The C21orf140 protein is predicted to contain a globular domain from residues 2 to 167. Residues 168 to 182 and 243 to 251 are predicted to be disordered regions.

=== Protein interactions ===
The C21orf140 protein has no known interactions with other human proteins other than co-mentions in an article listed in PubMed.

== Evolutionary history ==

=== Paralogs ===
An NCBI protein BLAST search against the human genome shows no paralogs of C21orf140 in humans.

=== Orthologs ===
An NCBI protein BLAST search shows orthologs of C21orf140 in mammals, birds, reptiles, amphibians, bony and cartilaginous fish, bivalves, insects, and sponges. A list of selected orthologs is shown below. C21orf140 has been moderately conserved across its evolutionary history. C21orf140 likely appeared around 758 million years ago in an ancient invertebrate ancestor, as evidenced by the most distant orthologs found in sponges of the phylum Porifera.
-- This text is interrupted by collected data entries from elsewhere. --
use std::{sync::Arc, time::Duration};

use chrono::Utc;
use tokio::sync::{mpsc, Mutex};

use crate::config::SlotLayout;
use crate::detection::DetectionEvent;
use crate::presentation::PresentationSink;

use super::countdown::run_countdown;
use super::state::{Slot, SlotAnchor, SlotLease, SlotTable};

const ENABLE_LOGS: bool = true;

use crate::{log_debug, log_info};

/// State shared by allocator handles, countdown tasks and the completion reaper.
struct SlotShared {
    table: Mutex<SlotTable>,
    anchors: Vec<SlotAnchor>,
    sink: Arc<dyn PresentationSink>,
}

impl SlotShared {
    async fn release(&self, index: usize) -> bool {
        let mut table = self.table.lock().await;
        let freed = table.release(index);
        if freed {
            log_info!("Slot {} is now free", index);
            self.sink.slot_freed(index);
        }
        freed
    }

    async fn complete(&self, lease: SlotLease) {
        let mut table = self.table.lock().await;
        if table.release_lease(lease) {
            log_info!("Slot {} countdown finished, slot is now free", lease.index);
            self.sink.slot_freed(lease.index);
        } else {
            log_debug!("Ignoring stale completion for slot {}", lease.index);
        }
    }

    /// Forwards the remaining time if the lease still holds the slot.
    async fn tick(&self, lease: SlotLease, remaining: Duration) -> bool {
        let table = self.table.lock().await;
        if !table.holds(lease) {
            return false;
        }
        self.sink.countdown_tick(lease.index, remaining);
        true
    }
}

/// Hands detections to a fixed number of display slots and frees each slot
/// when its countdown runs out.
///
/// Assignment and release both go through one lock around the slot table;
/// countdowns report completion over a channel drained by a reaper task.
#[derive(Clone)]
pub struct SlotAllocator {
    shared: Arc<SlotShared>,
    completions: mpsc::UnboundedSender<SlotLease>,
    countdown_tick: Duration,
}

impl SlotAllocator {
    /// Must be called from within a tokio runtime.
    pub fn spawn(
        slot_count: usize,
        layout: SlotLayout,
        countdown_tick: Duration,
        sink: Arc<dyn PresentationSink>,
    ) -> Self {
        let table = SlotTable::new(slot_count, layout);
        let anchors = table.slots().iter().map(|slot| slot.anchor).collect();
        let shared = Arc::new(SlotShared {
            table: Mutex::new(table),
            anchors,
            sink,
        });

        let (completions, mut completion_rx) = mpsc::unbounded_channel::<SlotLease>();
        let reaper = Arc::clone(&shared);
        tokio::spawn(async move {
            while let Some(lease) = completion_rx.recv().await {
                reaper.complete(lease).await;
            }
        });

        Self {
            shared,
            completions,
            countdown_tick,
        }
    }

    /// Places a detection in the lowest free slot and starts its countdown.
    /// Returns `None` when every slot is busy; the detection is then not shown.
    pub async fn assign(&self, event: &DetectionEvent) -> Option<usize> {
        let lease = {
            let mut table = self.shared.table.lock().await;
            let Some(lease) = table.assign(&event.name, event.duration_seconds, Utc::now()) else {
                log_info!("No free slots available for {} timer", event.name);
                return None;
            };
            log_info!(
                "Found a free slot: {}. Placing timer for {}",
                lease.index,
                event.name
            );
            self.shared
                .sink
                .detection_assigned(lease.index, &event.name, event.duration_seconds);
            lease
        };

        let shared = Arc::clone(&self.shared);
        let completions = self.completions.clone();
        let duration = event.duration();
        let tick = self.countdown_tick;
        tokio::spawn(async move {
            let finished = run_countdown(duration, tick, |remaining| {
                let shared = Arc::clone(&shared);
                async move { shared.tick(lease, remaining).await }
            })
            .await;
            if finished {
                let _ = completions.send(lease);
            }
        });

        Some(lease.index)
    }

    /// Frees a slot immediately, e.g. when the renderer tears a widget down.
    /// Releasing a free slot is a no-op.
    pub async fn release(&self, index: usize) -> bool {
        self.shared.release(index).await
    }

    pub async fn is_occupied(&self, index: usize) -> bool {
        self.shared.table.lock().await.is_occupied(index)
    }

    pub async fn occupied_count(&self) -> usize {
        self.shared.table.lock().await.occupied_count()
    }

    pub async fn snapshot(&self) -> Vec<Slot> {
        self.shared.table.lock().await.slots().to_vec()
    }

    pub fn anchor(&self, index: usize) -> Option<SlotAnchor> {
        self.shared.anchors.get(index).copied()
    }

    pub fn capacity(&self) -> usize {
        self.shared.anchors.len()
    }
}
Selected Orthologs of Human C21orf140 Protein
| Scientific name | Common name | Taxonomic group | Median date of human divergence (MYA) | NCBI Accession number | Protein size (aa) | Sequence identity to human (%) | Sequence similarity to human (%) |
| Homo sapiens | Human | Primates | 0 | NP_001269466 | 251 | 100 | 100 |
| Mus musculus | House mouse | Rodentia | 87 | NP_083528 | 251 | 70.5 | 85.3 |
| Equus caballus | Domestic horse | Perissodactyla | 94 | XP_014591979 | 243 | 78.1 | 86.1 |
| Phocoena sinus | Vaquita | Cetacea | 94 | XP_032487142 | 256 | 77 | 87.5 |
| Indicator indicator | Greater honeyguide | Aves | 319 | XP_054247325 | 253 | 47.4 | 68.4 |
| Gallus gallus | Red junglefowl | Aves | 319 | XP_004934593 | 316 | 40.2 | 57.6 |
| Crocodylus porosus | Saltwater crocodile | Reptilia | 319 | XP_019384587 | 252 | 57.5 | 73.8 |
| Gekko japonicus | Schlegel's Japanese gecko | Reptilia | 319 | XP_015278925 | 252 | 56.6 | 73.4 |
| Ascaphus truei | Coastal tailed frog | Amphibia | 352 | XP_075449410 | 250 | 49.4 | 67.7 |
| Microcaecilia unicolor | N/A | Amphibia | 352 | XP_030058389 | 255 | 47.7 | 67.3 |
| Huso huso | Beluga sturgeon | Actinopterygii | 429 | KAK6473583 | 253 | 39.8 | 54.2 |
| Tachysurus fulvidraco | Yellow catfish | Actinopterygii | 429 | XP_026991742 | 252 | 27.6 | 43.5 |
| Heterodontus francisci | Horn shark | Chondrichthyes | 462 | XP_067903089 | 257 | 43.1 | 59.9 |
| Hemitrygon akajei | Red stingray | Chondrichthyes | 462 | XP_072915967 | 273 | 36.6 | 53.3 |
| Vanessa atalanta | Red admiral | Insecta | 686 | XP_047544623 | 487 | 13.9 | 23.9 |
| Aphis gossypii | Cotton aphid | Insecta | 686 | XP_027839080 | 460 | 13.6 | 22.9 |
| Mytilus galloprovincialis | Mediterranean mussel | Bivalvia | 686 | VDI40316 | 549 | 14.2 | 22.6 |
| Eriocheir sinensis | Chinese mitten crab | Crustacea | 686 | XP_050722331 | 530 | 11.5 | 20.4 |
| Dysidea avara | N/A | Porifera | 758 | XP_065883736 | 252 | 20.1 | 34 |
| Amphimedon queenslandica | N/A | Porifera | 758 | XP_011406833 | 457 | 16.2 | 26.5 |

== Clinical significance ==
C21orf140 has been mentioned in the scientific literature in contexts with implications for human health. A 2024 proteomics study found that C21orf140 is downregulated in individuals with obsessive-compulsive disorder. A 2024 GWAS study mapped C21orf140 and its SNPs as one of twenty genes in a shared genetic risk cluster linked with conditions including schizophrenia, substance abuse disorders, bipolar disorder, and depression. A 2022 oncogenomic study associated tumoral C21orf140 mutations with a lack of lasting benefit from hyperthermic intraperitoneal chemotherapy for gastric cancer.